Judges Crumlish, Jr., Kramer, Wilkinson, Jr., Mencer, Rogers and Blatt. President Judge Bowman did not participate. Opinion by Judge Wilkinson. Concurring & Dissenting Opinion by Judge Crumlish, Jr. Judge Blatt joins in this opinion.
Appellant files this appeal from the order of the Board of Finance and Revenue denying the prayer of its petition for a refund. The narrow question involved on the merits is whether the appellant is entitled to the Franchise Tax exemption for manufacturing or processing when its activity is reclaiming metal from scrap wire by a process of separation. However, before getting to the question on the merits, the Commonwealth has raised the question of the scope of appellate review being limited to questions of jurisdiction, regularity of proceedings, excess in exercise of powers, and constitutional issues.
Prior to the adoption of Article V, Section 9, of the Constitution of 1968, it seems clear that the scope of review would have been so limited, usually called narrow certiorari. See Graybill and Bushong, Inc. v. Board of Finance and Revenue, 414 Pa. 70, 198 A.2d 316 (1964). However, the adoption of this provision in the Constitution, as implemented by the Appellate Court Jurisdiction Act of 1970, Act of July 31, 1970, P.L. 673, 17 P.S. § 211.101 et seq., changed this so that there is a right to appeal, not a right to narrow certiorari, from the action of the Board of Finance and Revenue. Although we have not had occasion to pass on this very point, a similar case was decided by this Court in Millersville Annexation Case, 2 Pa. Commonwealth Ct. 587, 279 A.2d 349 (1971). There it was an appeal from the validity of an ordinance which had previously been similarly limited in scope and we held that the new Constitution, together with the Appellate Court Jurisdiction Act of 1970, gave the right of a broad scope of review. We were affirmed by the Supreme Court of Pennsylvania. See Millersville Annexation Case, 447 Pa. 310, 290 A.2d 102 (1972). The reasoning of those opinions applies with equal force here and, accordingly, we hold that an appeal to this Court from an order of the Board of Finance and Revenue is entitled to a broad scope of review in considering the propriety of the Board's decision.*fn1
Having decided that the entire matter is before us for review on the merits, we conclude that the Board of Finance and Revenue was correct in refusing the
prayer of the Petition for Refund. In the Specification of Objections filed with the appeal, the appellant asserts exemption under either or both exemptions for "processing" as defined by the Act or "manufacturing" as defined by the Courts. The appeal was filed on April 29, 1971.
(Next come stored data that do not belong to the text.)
impl<'l, F: FileSystem> Linker<'l, F> {
    pub fn new(resolver: &'l ModuleResolver<F>, config: &'l BundlerConfig, defines: &'l Defines) -> Self {
        Self {
            resolver,
            config,
            defines,
            modules: Vec::new(),
            ids: HashMap::new(),
            pending: VecDeque::new(),
            externals: Vec::new(),
        }
    }

    pub fn link(mut self, entry: Entry) -> Result<LinkOutput, BuildError> {
        self.modules.push(None);
        let entry_module = match entry {
            Entry::Buffer { code, resolve_dir } => {
                let source_type = SourceType::default().with_typescript(true).with_module(true);
                self.compile_module(0, STDIN.to_string(), code, resolve_dir, source_type)?
            }
            Entry::File(path) => {
                self.ids.insert(canonical(path), 0);
                self.load_module(0, path)?
            }
        };
        self.modules[0] = Some(entry_module);

        while let Some((id, path)) = self.pending.pop_front() {
            let module = self.load_module(id, &path)?;
            self.modules[id] = Some(module);
        }

        Ok(self.render())
    }

    fn load_module(&mut self, id: usize, path: &Path) -> Result<LinkedModule, BuildError> {
        let code = fs::read_to_string(path).map_err(|source| BuildError::Read {
            path: path.to_path_buf(),
            source,
        })?;
        let name = path.display().to_string();

        if path.extension().is_some_and(|ext| ext == "json") {
            serde_json::from_str::<serde_json::Value>(&code).map_err(|e| BuildError::Syntax {
                file: name.clone(),
                message: e.to_string(),
            })?;
            return Ok(LinkedModule {
                id,
                name,
                body: format!("module.exports = {};", code.trim()),
                exports: Vec::new(),
            });
        }

        let source_type = SourceType::from_path(path)
            .map_err(|_| BuildError::Syntax {
                file: name.clone(),
                message: "unsupported file extension".to_string(),
            })?
            .with_module(true);
        let dir = path.parent().map(Path::to_path_buf).unwrap_or_default();
        self.compile_module(id, name, &code, &dir, source_type)
    }

    fn compile_module(
        &mut self,
        id: usize,
        name: String,
        code: &str,
        dir: &Path,
        source_type: SourceType,
    ) -> Result<LinkedModule, BuildError> {
        let js = transpile(code, &name, source_type, self.config)?;

        let allocator = Allocator::default();
        let ret = Parser::new(&allocator, &js, SourceType::default().with_module(true)).parse();
        if !ret.errors.is_empty() {
            return Err(BuildError::Syntax {
                file: name,
                message: join_errors(&ret.errors),
            });
        }

        let mut rewrite = ModuleRewrite::default();
        for stmt in &ret.program.body {
            self.rewrite_statement(stmt, dir, &name, &mut rewrite)?;
        }

        let mut requires = RequireCalls::default();
        requires.visit_program(&ret.program);
        for (span, specifier) in requires.calls {
            // A require that resolves nowhere is left to the host.
            if let Ok(dependency) = self.dependency(&specifier, dir, &name) {
                let required = self.require(&dependency);
                rewrite.replace(span, required);
            }
        }

        let mut collector = DefineCollector::new(self.defines);
        collector.visit_program(&ret.program);
        if let Some(key) = collector.conflicts.into_iter().next() {
            return Err(BuildError::IncompatibleDefine { file: name, key });
        }
        rewrite.edits.extend(collector.replacements);

        let exports = rewrite.getters.iter().map(|(n, _)| n.clone()).collect();
        let body = format!("{}{}", rewrite.prologue(), apply_replacements(&js, rewrite.edits));
        debug!(module = %name, id, "linked module");

        Ok(LinkedModule {
            id,
            name,
            body,
            exports,
        })
    }

    fn rewrite_statement(
        &mut self,
        stmt: &Statement,
        dir: &Path,
        importer: &str,
        rewrite: &mut ModuleRewrite,
    ) -> Result<(), BuildError> {
        if matches!(
            stmt,
            Statement::ImportDeclaration(_)
                | Statement::ExportNamedDeclaration(_)
                | Statement::ExportDefaultDeclaration(_)
                | Statement::ExportAllDeclaration(_)
        ) {
            rewrite.esm = true;
        }
        match stmt {
            Statement::ImportDeclaration(decl) => {
                let dependency = self.dependency(decl.source.value.as_str(), dir, importer)?;
                let binding = rewrite.next_binding();
                let mut code = format!("const {binding} = {};", self.require(&dependency));
                if let Some(specifiers) = &decl.specifiers {
                    for specifier in specifiers {
                        let line = match specifier {
                            ImportDeclarationSpecifier::ImportSpecifier(s) => format!(
                                " const {} = {};",
                                s.local.name,
                                member(&binding, &export_name(&s.imported))
                            ),
                            ImportDeclarationSpecifier::ImportDefaultSpecifier(s) => {
                                format!(" const {} = __default({binding});", s.local.name)
                            }
                            ImportDeclarationSpecifier::ImportNamespaceSpecifier(s) => {
                                format!(" const {} = {binding};", s.local.name)
                            }
                        };
                        code.push_str(&line);
                    }
                }
                rewrite.replace(decl.span, code);
            }
            Statement::ExportNamedDeclaration(decl) => {
                if let Some(source) = &decl.source {
                    let dependency = self.dependency(source.value.as_str(), dir, importer)?;
                    let binding = rewrite.next_binding();
                    for specifier in &decl.specifiers {
                        let value = member(&binding, &export_name(&specifier.local));
                        rewrite.export(export_name(&specifier.exported), value);
                    }
                    let required = self.require(&dependency);
                    rewrite.replace(decl.span, format!("const {binding} = {required};"));
                } else if let Some(declaration) = &decl.declaration {
                    let mut names = Vec::new();
                    declared_names(declaration, &mut names);
                    for name in names {
                        rewrite.export(name.clone(), name);
                    }
                    rewrite
                        .edits
                        .push((decl.span.start, declaration.span().start, String::new()));
                } else {
                    for specifier in &decl.specifiers {
                        rewrite.export(export_name(&specifier.exported), export_name(&specifier.local));
                    }
                    rewrite.replace(decl.span, String::new());
                }
            }
            Statement::ExportDefaultDeclaration(decl) => {
                let start = decl.declaration.span().start;
                let named = match &decl.declaration {
                    ExportDefaultDeclarationKind::FunctionDeclaration(func) => {
                        func.id.as_ref().map(|id| id.name.to_string())
                    }
                    ExportDefaultDeclarationKind::ClassDeclaration(class) => {
                        class.id.as_ref().map(|id| id.name.to_string())
                    }
                    _ => None,
                };
                match named {
                    Some(name) => {
                        rewrite.export("default".to_string(), name);
                        rewrite.edits.push((decl.span.start, start, String::new()));
                    }
                    None => {
                        rewrite.export("default".to_string(), DEFAULT_BINDING.to_string());
                        rewrite
                            .edits
                            .push((decl.span.start, start, format!("const {DEFAULT_BINDING} = ")));
                        rewrite.edits.push((decl.span.end, decl.span.end, ";".to_string()));
                    }
                }
            }
            Statement::ExportAllDeclaration(decl) => {
                let dependency = self.dependency(decl.source.value.as_str(), dir, importer)?;
                let binding = rewrite.next_binding();
                let required = self.require(&dependency);
                let code = match &decl.exported {
                    Some(name) => {
                        rewrite.export(export_name(name), binding.clone());
                        format!("const {binding} = {required};")
                    }
                    None => format!("const {binding} = {required}; __reexport(exports, {binding});"),
                };
                rewrite.replace(decl.span, code);
            }
            _ => {}
        }
        Ok(())
    }

    fn dependency(&mut self, specifier: &str, dir: &Path, importer: &str) -> Result<Dependency, BuildError> {
        if !self.config.bundle || self.config.external.iter().any(|e| e == specifier) {
            return Ok(Dependency::External(specifier.to_string()));
        }

        if is_path_specifier(specifier) {
            let path = self
                .resolver
                .resolve_module(specifier, dir)
                .ok_or_else(|| BuildError::Unresolved {
                    specifier: specifier.to_string(),
                    importer: importer.to_string(),
                })?;
            return Ok(Dependency::Internal(self.module_id(path)));
        }

        if has_source_extension(specifier) {
            if let Some(path) = self.resolver.resolve(specifier, dir) {
                return Ok(Dependency::Internal(self.module_id(path)));
            }
        }
        // Built-ins and packages that are not installed load at run time.
        match self.resolver.resolve_package(specifier, dir) {
            Some(path) => Ok(Dependency::Internal(self.module_id(path))),
            None => Ok(Dependency::External(specifier.to_string())),
        }
    }

    /// The expression a module evaluates to load `dependency`.
    fn require(&mut self, dependency: &Dependency) -> String {
        match dependency {
            Dependency::Internal(id) => format!("__require({id})"),
            Dependency::External(specifier) => match self.config.format {
                OutputFormat::Cjs => format!("require({})", quote(specifier)),
                OutputFormat::Esm => {
                    let index = match self.externals.iter().position(|e| e == specifier) {
                        Some(index) => index,
                        None => {
                            self.externals.push(specifier.clone());
                            self.externals.len() - 1
                        }
                    };
                    format!("__external_{index}")
                }
            },
        }
    }

    fn module_id(&mut self, path: PathBuf) -> usize {
        let key = canonical(&path);
        if let Some(id) = self.ids.get(&key) {
            return *id;
        }
        let id = self.modules.len();
        self.modules.push(None);
        self.ids.insert(key, id);
        self.pending.push_back((id, path));
        id
    }

    fn render(self) -> LinkOutput {
        let modules: Vec<LinkedModule> = self.modules.into_iter().flatten().collect();
        let entry_exports = modules
            .first()
            .map(|m| m.exports.clone())
            .unwrap_or_default();

        let mut code = String::new();
        if self.config.format == OutputFormat::Esm {
            for (index, specifier) in self.externals.iter().enumerate() {
                code.push_str(&format!("import * as __external_{index} from {};\n", quote(specifier)));
            }
        }
        code.push_str(RUNTIME);
        code.push_str("var __modules = [\n");
        for module in &modules {
            code.push_str(&format!(
                "// [{}] {}\nfunction (module, exports, __require) {{\n{}\n}},\n",
                module.id, module.name, module.body
            ));
        }
        code.push_str("];\n");

        match self.config.format {
            OutputFormat::Cjs => code.push_str("module.exports = __require(0);\n"),
            OutputFormat::Esm => {
                code.push_str("var __entry = __require(0);\n");
                for name in &entry_exports {
                    if name == "default" {
                        code.push_str("export default __entry.default;\n");
                    } else if is_identifier(name) {
                        code.push_str(&format!("export var {name} = __entry.{name};\n"));
                    }
                }
            }
        }

        LinkOutput {
            code,
            modules: modules.len(),
            entry_exports,
        }
    }
}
On July 12, 1972, this Court decided Morrisville Scrap Processing Company, Inc. Tax Appeal, 6 Pa. Commonwealth Ct. 121 (1972) wherein this Court reviewed the history of the manufacturing exemption and concluded that the separation of scrap did not constitute manufacturing. In the brief and on argument, appellant did not press its claim under this exemption, presumably realizing that this Court had ruled against his position in that area. However, since Morrisville Scrap is pending before the Supreme Court of Pennsylvania, we do not consider the argument abandoned and rule against the claim for exemption on that ground.
There remains the narrow question as to whether the record in this case could justify our ruling that the appellant's process for separating the scrap wire to extract non-ferrous metals comes within the words of the statute as being "the rolling, drawing or extruding of ferrous and non-ferrous metals." Act of June 1, 1889, P.L. 420, Section 21, as amended, 72 P.S. § 1871. Inasmuch as it is clearly not "rolling" or "drawing," appellant must establish that the process is one of extrusion. He has not done so. Indeed, an ...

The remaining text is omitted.